東芝は債務超過転落を回避できるのか 医療事業売却スキームには異論も
[東京 2日 ロイター] - 経営再建中の東芝<6502.T>がキヤノン<7751.T>への医療機器子会社売却で巨額の資金を調達、債務超過の回避に自信を深めている。売却益を2015年度に計上し、懸案の原子力事業の減損も同年度中に実施する公算だ。
しかし、東芝は子会社売却を急ぐため、過去にあまり例のない手法を利用、法曹界の一部からは独占禁止法の「脱法行為ではないか」との指摘もある。東芝は、売却益計上などについてはなお慎重な調整を続けている。
ペーパーカンパニーの活用
東芝は医療機器子会社、東芝メディカルシステムズをキヤノンに6655億円で売却した。税引き前段階の利益は約5900億円になる見込み。東芝は売却益を活用して債務超過を回避したい考えだ。
買収を完了させるには、主要各国の競争法規制当局(日本では公正取引委員会)の承認が必要になる。
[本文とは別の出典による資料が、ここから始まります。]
//! Generated-key normalization.
//!
//! Drivers report generated keys in whatever integer width the server column
//! happens to use. These helpers convert a reported key into the
//! representation of the record's declared [`IdKind`].

use num_bigint::BigInt;
use rowmap_core::{IdKind, Value};

/// Convert `raw` into the representation `kind` expects.
///
/// Conversions between 32-bit, 64-bit and arbitrary-precision integers are
/// performed when they are lossless. Anything else is returned unchanged and
/// left to the id type's own conversion to reject.
pub fn normalize_generated_id(kind: IdKind, raw: Value) -> Value {
    match try_normalize_generated_id(kind, &raw) {
        Some(value) => value,
        None => {
            tracing::debug!(
                kind = ?kind,
                actual = raw.type_name(),
                "Generated key passed through without normalization"
            );
            raw
        }
    }
}

/// Like [`normalize_generated_id`], but returns `None` when the key cannot be
/// represented losslessly in `kind`.
pub fn try_normalize_generated_id(kind: IdKind, raw: &Value) -> Option<Value> {
    if kind.accepts_value(raw) {
        return Some(raw.clone());
    }
    match kind {
        IdKind::Int => wide(raw)
            .and_then(|n| i32::try_from(&n).ok())
            .map(Value::Int),
        IdKind::BigInt => wide(raw)
            .and_then(|n| i64::try_from(&n).ok())
            .map(Value::BigInt),
        IdKind::BigNum => wide(raw).map(Value::BigNum),
        IdKind::Text => None,
    }
}

fn wide(raw: &Value) -> Option<BigInt> {
    if raw.is_integer() {
        raw.as_bignum()
    } else {
        None
    }
}

#[cfg(test)]
mod tests {
    use super::*;

    #[test]
    fn test_widening() {
        assert_eq!(
            normalize_generated_id(IdKind::BigInt, Value::Int(7)),
            Value::BigInt(7)
        );
        assert_eq!(
            normalize_generated_id(IdKind::BigNum, Value::BigInt(7)),
            Value::BigNum(BigInt::from(7))
        );
        assert_eq!(
            normalize_generated_id(IdKind::Int, Value::SmallInt(7)),
            Value::Int(7)
        );
    }

    #[test]
    fn test_narrowing_when_lossless() {
        assert_eq!(
            normalize_generated_id(IdKind::Int, Value::BigInt(42)),
            Value::Int(42)
        );
        assert_eq!(
            normalize_generated_id(IdKind::BigInt, Value::BigNum(BigInt::from(42))),
            Value::BigInt(42)
        );
    }

    #[test]
    fn test_lossy_conversion_passes_through() {
        let big = Value::BigInt(i64::from(i32::MAX) + 1);
        assert_eq!(normalize_generated_id(IdKind::Int, big.clone()), big);
        assert!(try_normalize_generated_id(IdKind::Int, &big).is_none());

        let huge = Value::BigNum(BigInt::from(u64::MAX) * 4);
        assert_eq!(normalize_generated_id(IdKind::BigInt, huge.clone()), huge);
    }

    #[test]
    fn test_unsupported_passes_through() {
        let text = Value::Text("abc".into());
        assert_eq!(normalize_generated_id(IdKind::BigInt, text.clone()), text);
        assert_eq!(
            normalize_generated_id(IdKind::Text, Value::BigInt(1)),
            Value::BigInt(1)
        );
        assert_eq!(
            normalize_generated_id(IdKind::Text, Value::Text("k".into())),
            Value::Text("k".into())
        );
    }
}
しかし、各国の独禁当局の認可を待っていると、同年度に利益計上を可能とする3月末の取引完了には間に合わない。
そこでキヤノン側のアドバイザーが編み出したのが、資本金3万円のペーパー・カンパニー(MSホールディング=MSH)に、競争法審査が完了するまでの間、東芝メディカルの議決権を持たせる仕組みだ。
日本では、国内売上高200億円超の企業が同50億円超の企業を買収する場合、公取委への届け出が必要になり、30日間は株式の移転できない。